[Records from a data source]
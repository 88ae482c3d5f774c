//! Cache Store Module
//!
//! Main cache engine combining HashMap storage with access-order tracking,
//! lazy TTL expiration and byte-budget eviction.

use std::collections::HashMap;

use serde::Serialize;
use tracing::debug;

use crate::cache::entry::current_timestamp_ms;
use crate::cache::stats::Counters;
use crate::cache::{estimate_size, AccessOrder, CacheEntry, CacheStats};
use crate::config::Config;

// == Cache Store ==
/// Key -> entry map with a byte budget and an entry cap.
///
/// Not synchronized; the service wraps one store per namespace in a lock.
#[derive(Debug)]
pub struct CacheStore<T> {
    /// Key-value storage
    entries: HashMap<String, CacheEntry<T>>,
    /// Least-recently-accessed ordering
    order: AccessOrder,
    /// Hit/miss/eviction counters
    counters: Counters,
    /// Running sum of `size_bytes` over `entries`
    total_bytes: u64,
    /// Byte budget
    max_bytes: u64,
    /// Maximum number of entries allowed
    max_entries: usize,
    /// TTL in milliseconds for entries without explicit TTL
    default_ttl_ms: u64,
}

impl<T: Serialize + Clone> CacheStore<T> {
    // == Constructor ==
    /// Creates a new store.
    ///
    /// # Arguments
    /// * `default_ttl_ms` - TTL for entries written without an override
    /// * `max_bytes` - Byte budget across all entries
    /// * `max_entries` - Maximum number of entries
    pub fn new(default_ttl_ms: u64, max_bytes: u64, max_entries: usize) -> Self {
        Self {
            entries: HashMap::new(),
            order: AccessOrder::new(),
            counters: Counters::default(),
            total_bytes: 0,
            max_bytes,
            max_entries,
            default_ttl_ms,
        }
    }

    /// Creates a store sized from configuration.
    pub fn from_config(config: &Config) -> Self {
        Self::new(config.default_ttl_ms, config.max_bytes, config.max_entries)
    }

    // == Reconfigure ==
    /// Replaces the limits used by subsequent operations.
    ///
    /// Existing entries keep their expiry. A tighter budget is enforced on the
    /// next `set`.
    pub fn reconfigure(&mut self, default_ttl_ms: u64, max_bytes: u64, max_entries: usize) {
        self.default_ttl_ms = default_ttl_ms;
        self.max_bytes = max_bytes;
        self.max_entries = max_entries;
    }

    // == Set ==
    /// Stores a value, replacing any entry under the same key.
    ///
    /// After insertion, least recently accessed entries are evicted until the
    /// store is back within its byte budget and entry cap. The entry just
    /// written is never evicted, so a single value larger than the budget
    /// leaves the store over budget holding only that value.
    ///
    /// # Arguments
    /// * `key` - The key to store
    /// * `value` - The value to store
    /// * `ttl_ms` - Optional TTL in milliseconds (uses the default if None)
    pub fn set(&mut self, key: impl Into<String>, value: T, ttl_ms: Option<u64>) {
        self.set_at(key.into(), value, ttl_ms, current_timestamp_ms());
    }

    pub(crate) fn set_at(&mut self, key: String, value: T, ttl_ms: Option<u64>, now: u64) {
        let size_bytes = estimate_size(&value);
        let ttl = ttl_ms.unwrap_or(self.default_ttl_ms);

        // Release the replaced entry's bytes before accounting for the new one
        if let Some(previous) = self.entries.remove(&key) {
            self.total_bytes -= previous.size_bytes;
        }

        self.entries
            .insert(key.clone(), CacheEntry::new(value, size_bytes, now, ttl));
        self.total_bytes += size_bytes;
        self.order.touch(&key);

        self.enforce_limits();
    }

    // == Get ==
    /// Retrieves a value by key.
    ///
    /// Returns the value if found and not expired. Expired entries are removed
    /// and counted as misses.
    pub fn get(&mut self, key: &str) -> Option<T> {
        self.get_with_size(key).map(|(value, _)| value)
    }

    /// Like `get`, also returning the entry's recorded size.
    pub fn get_with_size(&mut self, key: &str) -> Option<(T, u64)> {
        self.get_at(key, current_timestamp_ms())
    }

    pub(crate) fn get_at(&mut self, key: &str, now: u64) -> Option<(T, u64)> {
        let expired = match self.entries.get(key) {
            None => {
                self.counters.misses += 1;
                return None;
            }
            Some(entry) => entry.is_expired_at(now),
        };

        if expired {
            self.remove_entry(key);
            self.counters.expirations += 1;
            self.counters.misses += 1;
            debug!("Cache entry expired on read: {}", key);
            return None;
        }

        let entry = self.entries.get_mut(key)?;
        entry.touch(now);
        let found = (entry.value.clone(), entry.size_bytes);
        self.order.touch(key);
        self.counters.hits += 1;
        Some(found)
    }

    // == Delete ==
    /// Removes an entry by key, returning whether one was present.
    pub fn delete(&mut self, key: &str) -> bool {
        self.remove_entry(key).is_some()
    }

    // == Clear ==
    /// Drops every entry and resets the byte total and all counters.
    pub fn clear(&mut self) {
        self.entries.clear();
        self.order.clear();
        self.counters = Counters::default();
        self.total_bytes = 0;
    }

    // == Stats ==
    /// Returns current cache statistics.
    pub fn stats(&self) -> CacheStats {
        self.counters.snapshot(self.entries.len(), self.total_bytes)
    }

    /// Current hit rate without building a full stats snapshot.
    pub fn hit_rate(&self) -> f64 {
        self.counters.hit_rate()
    }

    /// Borrows an entry's metadata without counting a read.
    pub fn peek(&self, key: &str) -> Option<&CacheEntry<T>> {
        self.entries.get(key)
    }

    pub fn len(&self) -> usize {
        self.entries.len()
    }

    pub fn is_empty(&self) -> bool {
        self.entries.is_empty()
    }

    pub fn max_bytes(&self) -> u64 {
        self.max_bytes
    }

    fn remove_entry(&mut self, key: &str) -> Option<CacheEntry<T>> {
        let entry = self.entries.remove(key)?;
        self.order.remove(key);
        self.total_bytes -= entry.size_bytes;
        Some(entry)
    }

    fn enforce_limits(&mut self) {
        while (self.total_bytes > self.max_bytes || self.entries.len() > self.max_entries)
            && self.entries.len() > 1
        {
            let Some(oldest) = self.order.pop_oldest() else {
                break;
            };
            if let Some(entry) = self.entries.remove(&oldest) {
                self.total_bytes -= entry.size_bytes;
                self.counters.evictions += 1;
                debug!(
                    "Evicted cache entry {} ({} bytes, {} bytes tracked)",
                    oldest, entry.size_bytes, self.total_bytes
                );
            }
        }
    }
}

▶ How to complete this task: With every word kept as it is, set down the entries again.

▶ Response to the exercise:
repository 88ae482c3d5f774c
//! Cache Store Module
//!
//! Main cache engine combining HashMap storage with access-order tracking,
//! lazy TTL expiration and byte-budget eviction.

use std::collections::HashMap;

use serde::Serialize;
use tracing::debug;

use crate::cache::entry::current_timestamp_ms;
use crate::cache::stats::Counters;
use crate::cache::{estimate_size, AccessOrder, CacheEntry, CacheStats};
use crate::config::Config;

// == Cache Store ==
/// Key -> entry map with a byte budget and an entry cap.
///
/// Not synchronized; the service wraps one store per namespace in a lock.
#[derive(Debug)]
pub struct CacheStore<T> {
    /// Key-value storage
    entries: HashMap<String, CacheEntry<T>>,
    /// Least-recently-accessed ordering
    order: AccessOrder,
    /// Hit/miss/eviction counters
    counters: Counters,
    /// Running sum of `size_bytes` over `entries`
    total_bytes: u64,
    /// Byte budget
    max_bytes: u64,
    /// Maximum number of entries allowed
    max_entries: usize,
    /// TTL in milliseconds for entries without explicit TTL
    default_ttl_ms: u64,
}

impl<T: Serialize + Clone> CacheStore<T> {
    // == Constructor ==
    /// Creates a new store.
    ///
    /// # Arguments
    /// * `default_ttl_ms` - TTL for entries written without an override
    /// * `max_bytes` - Byte budget across all entries
    /// * `max_entries` - Maximum number of entries
    pub fn new(default_ttl_ms: u64, max_bytes: u64, max_entries: usize) -> Self {
        Self {
            entries: HashMap::new(),
            order: AccessOrder::new(),
            counters: Counters::default(),
            total_bytes: 0,
            max_bytes,
            max_entries,
            default_ttl_ms,
        }
    }

    /// Creates a store sized from configuration.
    pub fn from_config(config: &Config) -> Self {
        Self::new(config.default_ttl_ms, config.max_bytes, config.max_entries)
    }

    // == Reconfigure ==
    /// Replaces the limits used by subsequent operations.
    ///
    /// Existing entries keep their expiry. A tighter budget is enforced on the
    /// next `set`.
    pub fn reconfigure(&mut self, default_ttl_ms: u64, max_bytes: u64, max_entries: usize) {
        self.default_ttl_ms = default_ttl_ms;
        self.max_bytes = max_bytes;
        self.max_entries = max_entries;
    }

    // == Set ==
    /// Stores a value, replacing any entry under the same key.
    ///
    /// After insertion, least recently accessed entries are evicted until the
    /// store is back within its byte budget and entry cap. The entry just
    /// written is never evicted, so a single value larger than the budget
    /// leaves the store over budget holding only that value.
    ///
    /// # Arguments
    /// * `key` - The key to store
    /// * `value` - The value to store
    /// * `ttl_ms` - Optional TTL in milliseconds (uses the default if None)
    pub fn set(&mut self, key: impl Into<String>, value: T, ttl_ms: Option<u64>) {
        self.set_at(key.into(), value, ttl_ms, current_timestamp_ms());
    }

    pub(crate) fn set_at(&mut self, key: String, value: T, ttl_ms: Option<u64>, now: u64) {
        let size_bytes = estimate_size(&value);
        let ttl = ttl_ms.unwrap_or(self.default_ttl_ms);

        // Release the replaced entry's bytes before accounting for the new one
        if let Some(previous) = self.entries.remove(&key) {
            self.total_bytes -= previous.size_bytes;
        }

        self.entries
            .insert(key.clone(), CacheEntry::new(value, size_bytes, now, ttl));
        self.total_bytes += size_bytes;
        self.order.touch(&key);

        self.enforce_limits();
    }

    // == Get ==
    /// Retrieves a value by key.
    ///
    /// Returns the value if found and not expired. Expired entries are removed
    /// and counted as misses.
    pub fn get(&mut self, key: &str) -> Option<T> {
        self.get_with_size(key).map(|(value, _)| value)
    }

    /// Like `get`, also returning the entry's recorded size.
    pub fn get_with_size(&mut self, key: &str) -> Option<(T, u64)> {
        self.get_at(key, current_timestamp_ms())
    }

    pub(crate) fn get_at(&mut self, key: &str, now: u64) -> Option<(T, u64)> {
        let expired = match self.entries.get(key) {
            None => {
                self.counters.misses += 1;
                return None;
            }
            Some(entry) => entry.is_expired_at(now),
        };

        if expired {
            self.remove_entry(key);
            self.counters.expirations += 1;
            self.counters.misses += 1;
            debug!("Cache entry expired on read: {}", key);
            return None;
        }

        let entry = self.entries.get_mut(key)?;
        entry.touch(now);
        let found = (entry.value.clone(), entry.size_bytes);
        self.order.touch(key);
        self.counters.hits += 1;
        Some(found)
    }

    // == Delete ==
    /// Removes an entry by key, returning whether one was present.
    pub fn delete(&mut self, key: &str) -> bool {
        self.remove_entry(key).is_some()
    }

    // == Clear ==
    /// Drops every entry and resets the byte total and all counters.
    pub fn clear(&mut self) {
        self.entries.clear();
        self.order.clear();
        self.counters = Counters::default();
        self.total_bytes = 0;
    }

    // == Stats ==
    /// Returns current cache statistics.
    pub fn stats(&self) -> CacheStats {
        self.counters.snapshot(self.entries.len(), self.total_bytes)
    }

    /// Current hit rate without building a full stats snapshot.
    pub fn hit_rate(&self) -> f64 {
        self.counters.hit_rate()
    }

    /// Borrows an entry's metadata without counting a read.
    pub fn peek(&self, key: &str) -> Option<&CacheEntry<T>> {
        self.entries.get(key)
    }

    pub fn len(&self) -> usize {
        self.entries.len()
    }

    pub fn is_empty(&self) -> bool {
        self.entries.is_empty()
    }

    pub fn max_bytes(&self) -> u64 {
        self.max_bytes
    }

    fn remove_entry(&mut self, key: &str) -> Option<CacheEntry<T>> {
        let entry = self.entries.remove(key)?;
        self.order.remove(key);
        self.total_bytes -= entry.size_bytes;
        Some(entry)
    }

    fn enforce_limits(&mut self) {
        while (self.total_bytes > self.max_bytes || self.entries.len() > self.max_entries)
            && self.entries.len() > 1
        {
            let Some(oldest) = self.order.pop_oldest() else {
                break;
            };
            if let Some(entry) = self.entries.remove(&oldest) {
                self.total_bytes -= entry.size_bytes;
                self.counters.evictions += 1;
                debug!(
                    "Evicted cache entry {} ({} bytes, {} bytes tracked)",
                    oldest, entry.size_bytes, self.total_bytes
                );
            }
        }
    }
}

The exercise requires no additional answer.